Records for this task:
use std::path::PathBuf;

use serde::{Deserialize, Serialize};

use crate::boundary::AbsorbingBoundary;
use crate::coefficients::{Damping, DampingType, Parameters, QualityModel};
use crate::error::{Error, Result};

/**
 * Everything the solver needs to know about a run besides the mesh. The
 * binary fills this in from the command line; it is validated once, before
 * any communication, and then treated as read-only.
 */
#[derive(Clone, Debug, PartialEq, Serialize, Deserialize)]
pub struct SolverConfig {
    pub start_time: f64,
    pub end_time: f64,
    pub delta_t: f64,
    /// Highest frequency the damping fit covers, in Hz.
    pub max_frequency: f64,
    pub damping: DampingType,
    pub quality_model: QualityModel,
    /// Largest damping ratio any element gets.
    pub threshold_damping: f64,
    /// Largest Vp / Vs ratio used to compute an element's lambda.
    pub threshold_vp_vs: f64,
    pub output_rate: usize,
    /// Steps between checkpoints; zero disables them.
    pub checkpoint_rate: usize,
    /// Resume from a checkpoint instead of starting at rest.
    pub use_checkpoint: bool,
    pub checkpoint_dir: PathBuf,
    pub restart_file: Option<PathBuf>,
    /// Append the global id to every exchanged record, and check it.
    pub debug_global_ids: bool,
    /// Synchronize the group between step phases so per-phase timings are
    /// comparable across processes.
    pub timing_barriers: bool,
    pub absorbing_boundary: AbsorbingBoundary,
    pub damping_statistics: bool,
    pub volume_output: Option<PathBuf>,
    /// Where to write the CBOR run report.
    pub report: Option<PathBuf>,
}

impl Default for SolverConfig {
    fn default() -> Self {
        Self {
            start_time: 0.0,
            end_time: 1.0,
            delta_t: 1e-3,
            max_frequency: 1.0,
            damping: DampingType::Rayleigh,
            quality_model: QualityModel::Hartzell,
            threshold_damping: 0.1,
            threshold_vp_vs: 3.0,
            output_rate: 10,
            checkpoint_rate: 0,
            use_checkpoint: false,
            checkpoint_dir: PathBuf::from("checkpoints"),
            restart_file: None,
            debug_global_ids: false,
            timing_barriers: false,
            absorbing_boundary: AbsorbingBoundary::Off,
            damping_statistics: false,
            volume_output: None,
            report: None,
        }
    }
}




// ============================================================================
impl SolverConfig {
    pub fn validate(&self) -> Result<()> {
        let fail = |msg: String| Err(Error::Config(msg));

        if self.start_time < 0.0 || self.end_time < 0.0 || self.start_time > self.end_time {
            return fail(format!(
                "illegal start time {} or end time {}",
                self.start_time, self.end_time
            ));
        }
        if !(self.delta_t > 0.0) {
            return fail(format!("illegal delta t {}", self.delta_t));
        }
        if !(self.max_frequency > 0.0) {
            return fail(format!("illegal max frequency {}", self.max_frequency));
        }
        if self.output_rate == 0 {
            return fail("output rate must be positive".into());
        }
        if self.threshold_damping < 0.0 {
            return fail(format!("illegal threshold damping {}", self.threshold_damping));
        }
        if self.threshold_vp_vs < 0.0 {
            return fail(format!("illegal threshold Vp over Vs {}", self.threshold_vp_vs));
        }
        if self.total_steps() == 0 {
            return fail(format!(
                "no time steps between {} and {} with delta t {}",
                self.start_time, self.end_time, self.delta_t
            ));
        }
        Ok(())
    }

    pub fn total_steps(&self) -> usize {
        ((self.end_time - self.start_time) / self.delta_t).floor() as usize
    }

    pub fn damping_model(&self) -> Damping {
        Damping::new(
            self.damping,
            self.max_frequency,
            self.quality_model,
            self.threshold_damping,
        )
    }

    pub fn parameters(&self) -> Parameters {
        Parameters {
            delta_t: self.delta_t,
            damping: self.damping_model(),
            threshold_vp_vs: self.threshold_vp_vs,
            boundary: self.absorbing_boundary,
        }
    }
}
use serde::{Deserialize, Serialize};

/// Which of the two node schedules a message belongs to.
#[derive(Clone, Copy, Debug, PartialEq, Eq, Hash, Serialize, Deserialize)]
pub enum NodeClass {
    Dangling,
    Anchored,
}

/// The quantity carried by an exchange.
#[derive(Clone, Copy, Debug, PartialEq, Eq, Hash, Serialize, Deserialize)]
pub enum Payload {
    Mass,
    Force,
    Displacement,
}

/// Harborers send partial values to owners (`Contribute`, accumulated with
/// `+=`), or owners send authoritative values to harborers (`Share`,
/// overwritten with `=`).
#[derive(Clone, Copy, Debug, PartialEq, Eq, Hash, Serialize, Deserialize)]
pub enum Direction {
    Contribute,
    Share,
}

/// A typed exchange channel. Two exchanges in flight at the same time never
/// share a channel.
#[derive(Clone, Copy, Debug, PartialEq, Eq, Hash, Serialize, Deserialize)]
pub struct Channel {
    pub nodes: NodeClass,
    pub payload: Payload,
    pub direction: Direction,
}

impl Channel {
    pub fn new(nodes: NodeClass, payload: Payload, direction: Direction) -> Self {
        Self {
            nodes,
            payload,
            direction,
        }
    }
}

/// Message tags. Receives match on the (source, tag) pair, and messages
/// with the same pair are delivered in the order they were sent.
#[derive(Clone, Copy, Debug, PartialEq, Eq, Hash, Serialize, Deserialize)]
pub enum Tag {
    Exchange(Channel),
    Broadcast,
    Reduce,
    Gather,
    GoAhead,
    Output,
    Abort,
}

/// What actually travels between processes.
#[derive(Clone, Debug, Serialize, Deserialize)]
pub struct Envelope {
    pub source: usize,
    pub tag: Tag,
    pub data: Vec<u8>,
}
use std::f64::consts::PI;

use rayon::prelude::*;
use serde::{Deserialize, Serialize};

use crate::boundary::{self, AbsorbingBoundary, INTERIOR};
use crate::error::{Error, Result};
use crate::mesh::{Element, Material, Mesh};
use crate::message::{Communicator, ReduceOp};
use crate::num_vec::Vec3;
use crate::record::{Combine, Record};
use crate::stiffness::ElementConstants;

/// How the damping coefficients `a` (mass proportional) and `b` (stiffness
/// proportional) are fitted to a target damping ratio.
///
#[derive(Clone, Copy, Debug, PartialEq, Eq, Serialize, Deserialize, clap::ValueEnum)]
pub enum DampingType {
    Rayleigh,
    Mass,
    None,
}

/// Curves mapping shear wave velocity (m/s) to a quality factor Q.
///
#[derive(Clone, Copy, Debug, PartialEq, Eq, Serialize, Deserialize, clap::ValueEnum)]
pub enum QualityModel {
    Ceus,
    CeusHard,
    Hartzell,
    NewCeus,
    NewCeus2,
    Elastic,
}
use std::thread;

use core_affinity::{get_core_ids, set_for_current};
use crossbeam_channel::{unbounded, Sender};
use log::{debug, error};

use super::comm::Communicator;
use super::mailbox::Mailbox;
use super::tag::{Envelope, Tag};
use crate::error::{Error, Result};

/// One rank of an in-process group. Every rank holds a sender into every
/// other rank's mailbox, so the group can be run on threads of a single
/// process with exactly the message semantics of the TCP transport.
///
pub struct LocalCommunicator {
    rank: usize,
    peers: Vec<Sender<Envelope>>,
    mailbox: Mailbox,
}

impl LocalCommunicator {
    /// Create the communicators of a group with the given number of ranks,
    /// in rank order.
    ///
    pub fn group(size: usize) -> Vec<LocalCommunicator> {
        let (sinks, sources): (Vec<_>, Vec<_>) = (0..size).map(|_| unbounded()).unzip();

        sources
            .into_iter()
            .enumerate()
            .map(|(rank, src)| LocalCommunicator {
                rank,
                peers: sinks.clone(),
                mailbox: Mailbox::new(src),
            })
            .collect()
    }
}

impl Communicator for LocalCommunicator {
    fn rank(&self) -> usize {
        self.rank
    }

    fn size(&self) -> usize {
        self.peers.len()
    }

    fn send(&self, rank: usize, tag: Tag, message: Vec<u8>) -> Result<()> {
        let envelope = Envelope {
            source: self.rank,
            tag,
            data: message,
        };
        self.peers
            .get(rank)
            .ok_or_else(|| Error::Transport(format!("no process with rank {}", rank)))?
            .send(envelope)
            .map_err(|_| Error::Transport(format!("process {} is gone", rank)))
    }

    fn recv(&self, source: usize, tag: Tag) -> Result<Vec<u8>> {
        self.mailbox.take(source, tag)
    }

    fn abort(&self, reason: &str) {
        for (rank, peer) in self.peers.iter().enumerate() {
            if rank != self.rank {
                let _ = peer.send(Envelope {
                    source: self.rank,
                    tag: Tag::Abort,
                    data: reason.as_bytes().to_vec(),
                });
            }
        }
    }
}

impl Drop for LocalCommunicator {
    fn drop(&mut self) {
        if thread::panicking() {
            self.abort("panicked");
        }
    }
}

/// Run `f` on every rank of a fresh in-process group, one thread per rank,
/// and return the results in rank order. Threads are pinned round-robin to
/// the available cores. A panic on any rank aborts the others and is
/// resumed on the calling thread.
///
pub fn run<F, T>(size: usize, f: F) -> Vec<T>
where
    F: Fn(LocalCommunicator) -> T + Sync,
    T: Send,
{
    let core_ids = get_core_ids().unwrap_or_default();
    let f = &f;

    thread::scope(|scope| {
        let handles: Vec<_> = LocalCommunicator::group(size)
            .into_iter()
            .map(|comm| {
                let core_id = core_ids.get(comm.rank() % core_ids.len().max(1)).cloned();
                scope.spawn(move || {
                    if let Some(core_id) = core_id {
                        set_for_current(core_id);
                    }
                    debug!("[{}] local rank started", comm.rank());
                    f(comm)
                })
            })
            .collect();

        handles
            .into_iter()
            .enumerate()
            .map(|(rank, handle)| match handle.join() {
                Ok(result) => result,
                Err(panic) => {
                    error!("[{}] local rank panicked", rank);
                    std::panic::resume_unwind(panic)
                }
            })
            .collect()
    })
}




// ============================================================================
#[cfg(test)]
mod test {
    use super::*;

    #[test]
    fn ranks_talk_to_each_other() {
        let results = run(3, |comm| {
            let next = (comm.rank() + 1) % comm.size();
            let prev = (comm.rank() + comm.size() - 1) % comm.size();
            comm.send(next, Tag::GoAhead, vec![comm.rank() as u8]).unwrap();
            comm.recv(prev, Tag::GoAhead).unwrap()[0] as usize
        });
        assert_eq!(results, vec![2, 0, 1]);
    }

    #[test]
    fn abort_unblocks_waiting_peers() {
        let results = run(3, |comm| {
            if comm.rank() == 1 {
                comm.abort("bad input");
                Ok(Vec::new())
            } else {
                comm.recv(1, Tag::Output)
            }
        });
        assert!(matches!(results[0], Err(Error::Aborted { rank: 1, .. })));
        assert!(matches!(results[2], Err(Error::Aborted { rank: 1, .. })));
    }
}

Task instructions: The answer must consist solely of the number of lines in the entries that contain the word "group".

Task output: 7